| TASK TO CARRY OUT |
Across the data below, count every line where the string "error" appears. Answer with the number alone.

Stored items
=====
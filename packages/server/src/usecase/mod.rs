//! UseCase layer: one struct per operation the relay exposes.

mod connect_client;
mod disconnect_client;
mod error;
mod get_rooms;
mod register_address;
mod relay_event;

pub use connect_client::ConnectClientUseCase;
pub use disconnect_client::DisconnectClientUseCase;
pub use error::{ConnectError, GetRoomDetailError, RegisterError, RelayError};
pub use get_rooms::{GetRoomDetailUseCase, GetRoomsUseCase};
pub use register_address::RegisterAddressUseCase;
pub use relay_event::RelayEventUseCase;
//! Logging setup utilities for the Agrirelay binaries.

use tracing_subscriber::{layer::SubscriberExt, util::SubscriberInitExt};

/// Initialize the tracing subscriber with the specified default log level.
///
/// Both the relay library crate and the binary log at `default_log_level`
/// unless the `RUST_LOG` environment variable says otherwise.
///
/// # Arguments
///
/// * `binary_name` - The name of the binary (e.g., "agrirelay-server")
/// * `default_log_level` - The default log level (e.g., "debug", "info", "warn", "error")
///
/// # Examples
///
/// ```no_run
/// use agrirelay_shared::logger::setup_logger;
///
/// setup_logger("agrirelay-server", "debug");
/// ```
pub fn setup_logger(binary_name: &str, default_log_level: &str) {
    tracing_subscriber::registry()
        .with(
            tracing_subscriber::EnvFilter::try_from_default_env()
                .unwrap_or_else(|_| default_filter(binary_name, default_log_level).into()),
        )
        .with(tracing_subscriber::fmt::layer())
        .init();
}

/// Build the fallback filter directive used when `RUST_LOG` is unset.
///
/// Crate names use underscores in targets, so dashes in the binary name are
/// normalized the same way.
fn default_filter(binary_name: &str, default_log_level: &str) -> String {
    format!(
        "agrirelay_server={level},agrirelay_shared={level},{bin}={level},tower_http={level}",
        level = default_log_level,
        bin = binary_name.replace('-', "_"),
    )
}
=====
| RESPONSE FOR THIS EXERCISE |
3